This week marks a momentous Australian anniversary. Fifty years ago, the name on the money in your pocket hung in the balance. It could have been the dollah, the dinkum, the dauler or the deena. You know how it all worked out but there was a right royal stumble on the way.
In the wake of the announcement in April 1963 that pounds, shillings and pence were to be ditched in favour of decimal coinage, the whole country had an opinion about what the new money should be called. The kwid, the champ, the deci-mate and even the hughes were among hundreds of names suggested.
There were other, more tempered possibilities - the austral and the emu had their supporters - but one name was the standout, the obvious and best choice, and on June 5, Treasurer Harold Holt revealed all. Our currency would be, he told Parliament and an expectant nation, the royal.
Holt said that after a "close and careful examination", not one of the other possible contenders had been able to beat it.

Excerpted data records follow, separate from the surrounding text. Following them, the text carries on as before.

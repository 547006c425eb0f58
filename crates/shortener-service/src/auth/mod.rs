//! Token authentication and authorization.
//!
//! - `claims` - verified token claims and the role set
//! - `keystore` - key resolution capability and the RSA key store
//! - `key_cache` - public key cache over a resolver
//! - `rules` - authorization rule registry
//! - `token` - RS256 signing and verification
//! - `session` - the authenticate/authorize facade

pub mod claims;
pub mod key_cache;
pub mod keystore;
pub mod rules;
pub mod session;
pub mod token;

pub use claims::{Claims, Role, UnknownRole};
pub use key_cache::KeyCache;
pub use keystore::{KeyResolver, KeyStore, KeyStoreError};
pub use rules::{RuleEngine, RULE_ADMIN_ONLY};
pub use session::{AllowAllPrincipals, AuthSession, EnablementCheck};
pub use token::TokenCodec;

None "would be fully acceptable to the public", he said. According to the Treasurer, they lacked "such desirable attributes as brevity and pleasing sound".
Royal was a dignified, distinctive name, Holt said, with the advantage of emphasising Australia's link with the Crown. These ties went deeper with the minor denominations. The royal was divided into 100 cents, with the coins named after their pre-decimal predecessors - the crown (50 cents), the florin (20 cents) and the shilling (10 cents).
The public, Holt said, would get used to the idea of the royal once the novelty had worn off. He was dead wrong.
Across Australia the royal met with almost unanimous disapproval and scorn.
The Labor leader, Arthur Calwell, said the name was a product of "antiquated thinking". A poll in The Sun a few days later found 95 per cent of Victorians were against it, while the leader writers of The Age thundered: "It is obvious that the government has misjudged public opinion on this matter."
The letters pages of the newspapers were filled to bursting, with many readers echoing an M. Davoren from Mount Waverley, who called the royal an "insult to the Australian people". Another, (Mrs) Gertrude McNair of Kew, wrote: "I think I am expressing the sentiments of most of my neighbours in deploring what must be widely regarded as a disastrous and laughable choice."
There were a few voices in its favour ("Good on the royal," wrote an R.W. Eddolls. "The very word has a noble and romantic air") but, noble or not, most of the country, from shopkeepers to business and union leaders, hated it.
Some blamed Robert Menzies' for the choice. Graeme A. Hood from Flemington wrote: "When the sentimentality of a Prime Minister takes precedence over the wishes of the people one begins to wonder just what sort of government we have."
Over the next few months the look of the new money was planned. No stamp or coin sketches were made but the Reserve Bank tried out some options. Mostly based on the look of the existing Australian pound notes, the royal family featured explorers such as Flinders and Cook, indigenous art, flocks of sheep and, of course, the Queen.
Meanwhile, the public debate - and the rising tide of antipathy - continued. The matter reached such a fever pitch that Holt's wife, Zara, received death threats.
One read: "Next time the hoax will not be a hoax and it will be the real thing if you do not try and persuade your husband, Mr Harold Holt, to change the name of our new decimal currency to something more topical than royal." The letter was signed: "Sincerely Yours. From 25 very loyal Australians."
Another, somewhat presciently, said: "Mrs Holt, your ignorant arrogant husband will leave you a widow in the near future."
The Treasurer, not known to possess a strong regard for his own personal safety, dismissed the letters as the work of cranks and said he wouldn't take threats seriously.
Nevertheless, the royal was sinking fast and, by July, Holt knew the gig was up. On the 24th, according to secret documents released in 1993, he told his cabinet colleagues that the royal had been a terrible mistake.
They toyed with a few other ideas: the austral rose again, briefly, until Mr Holt quashed it on the grounds of pronunciation. The Australian drawl, he warned, could easily reduce "14 australs" to "40 nostrils".
The "government parties" discussed the matter over the next few weeks, but the royal was dead in the water. On September 18, Holt rose in the parliament to announce that Australia's decimal currency would be the dollar. The royal was to be quietly forgotten.
There was general rejoicing, with many echoing Victorian Opposition Leader Clive Stoneham, who called it "a triumph for common sense".
But though the royal (and the crown, florin and shilling) was dead, the choice of the dollar to replace the pound did not gain mass approval. Leonie Sterling from Burwood told The Age: "I feel so let down [that] I want to cry." An L. Cunnington of Gardenvale was more cutting: "So now it is the dollar. What a dreary race of copyists Australians are."
Nonetheless, the final choice had been made, and the dollar it was and has remained. Holt's brief spell as prime minister began in January 1966. Three weeks later, on February 14, 1966, the pound was consigned to history and Australia's currency - bedecked with a royal's visage but not named in her honour - became the dollar.